[Opening DATA TO PROCESS section]

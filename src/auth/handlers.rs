use axum::{
    extract::State,
    routing::{get, post},
    Json, Router,
};
use tracing::{info, instrument, warn};

use crate::{
    auth::{
        claims::USER_ROLE,
        dto::{PublicUser, SigninRequest, SignupRequest, TokenResponse, UsersResponse},
        middleware::AuthUser,
        password,
    },
    error::{AppError, AppResult},
    state::AppState,
    validation::{ApiJson, Checks, MIN_PASSWORD_LEN},
};

pub fn auth_routes() -> Router<AppState> {
    Router::new()
        .route("/signup", post(signup))
        .route("/signin", post(signin))
}

/// Routes that need a verified identity; the caller layers the auth check.
pub fn account_routes() -> Router<AppState> {
    Router::new()
        .route("/me", get(get_me))
        .route("/users", get(list_users))
}

fn normalize_email(email: &str) -> String {
    email.trim().to_lowercase()
}

#[instrument(skip(state, payload))]
pub async fn signup(
    State(state): State<AppState>,
    ApiJson(payload): ApiJson<SignupRequest>,
) -> AppResult<Json<TokenResponse>> {
    let email = normalize_email(&payload.email);
    let name = payload.name.trim().to_string();

    Checks::new()
        .not_blank(&name, "name")
        .email(&email, "email")
        .require(
            payload.password.chars().count() >= MIN_PASSWORD_LEN,
            "password",
            "must be at least 8 characters",
        )
        .finish(&state)?;

    // Fast path; the store repeats the check and the unique index has the final word.
    if state.accounts.find_by_email(&email).await?.is_some() {
        warn!(email = %email, "email already registered");
        return Err(AppError::DuplicateEmail);
    }

    let hash = password::hash_password_blocking(payload.password).await?;
    let user = state.accounts.create(&email, &hash, &name).await.map_err(|e| {
        warn!(email = %email, error = %e, "create user failed");
        AppError::from(e)
    })?;

    let token = state.tokens.issue_default(user.id, Some(USER_ROLE))?;
    info!(user_id = %user.id, email = %user.email, "user signed up");
    Ok(Json(TokenResponse { token }))
}

#[instrument(skip(state, payload))]
pub async fn signin(
    State(state): State<AppState>,
    ApiJson(payload): ApiJson<SigninRequest>,
) -> AppResult<Json<TokenResponse>> {
    let email = normalize_email(&payload.email);

    Checks::new()
        .email(&email, "email")
        .require(!payload.password.is_empty(), "password", "must not be empty")
        .finish(&state)?;

    let Some(user) = state.accounts.find_by_email(&email).await? else {
        warn!(email = %email, "signin unknown email");
        password::verify_dummy_blocking(payload.password).await?;
        return Err(AppError::InvalidCredentials);
    };

    if !password::verify_password_blocking(payload.password, user.password_hash.clone()).await? {
        warn!(email = %email, user_id = %user.id, "signin invalid password");
        return Err(AppError::InvalidCredentials);
    }

    let token = state.tokens.issue_default(user.id, Some(USER_ROLE))?;
    info!(user_id = %user.id, email = %user.email, "user signed in");
    Ok(Json(TokenResponse { token }))
}

#[instrument(skip(state))]
pub async fn get_me(State(state): State<AppState>, auth: AuthUser) -> AppResult<Json<PublicUser>> {
    let user = state
        .accounts
        .find_by_id(auth.id)
        .await?
        .ok_or(AppError::NotFound("user"))?;
    Ok(Json(user.into()))
}

/// Lists every account. Any signed-in caller may use it: all tokens carry the
/// single "user" role and there is no separate admin role.
#[instrument(skip(state))]
pub async fn list_users(
    State(state): State<AppState>,
    _auth: AuthUser,
) -> AppResult<Json<UsersResponse>> {
    let users = state.accounts.list_all().await?;
    Ok(Json(UsersResponse {
        users_data: users.into_iter().map(PublicUser::from).collect(),
    }))
}
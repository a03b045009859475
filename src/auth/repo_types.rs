use serde::{Deserialize, Serialize};
use sqlx::FromRow;
use time::OffsetDateTime;
use uuid::Uuid;

/// User record in the database.
#[derive(Debug, Clone, Serialize, Deserialize, FromRow)]
pub struct User {
    pub id: Uuid,                     // unique user ID
    pub email: String,                // lowercased, unique
    #[serde(skip_serializing)]
    pub password_hash: String,        // Argon2 hash, not exposed in JSON
    pub name: String,
    pub created_at: OffsetDateTime,   // creation timestamp
}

[Closing DATA TO PROCESS section]

WHAT IS EXPECTED:
Find the word "unique" in the entries above and gather every line that holds it.

SOLUTION TO THE EXERCISE:
    // Fast path; the store repeats the check and the unique index has the final word.
    pub id: Uuid,                     // unique user ID
    pub email: String,                // lowercased, unique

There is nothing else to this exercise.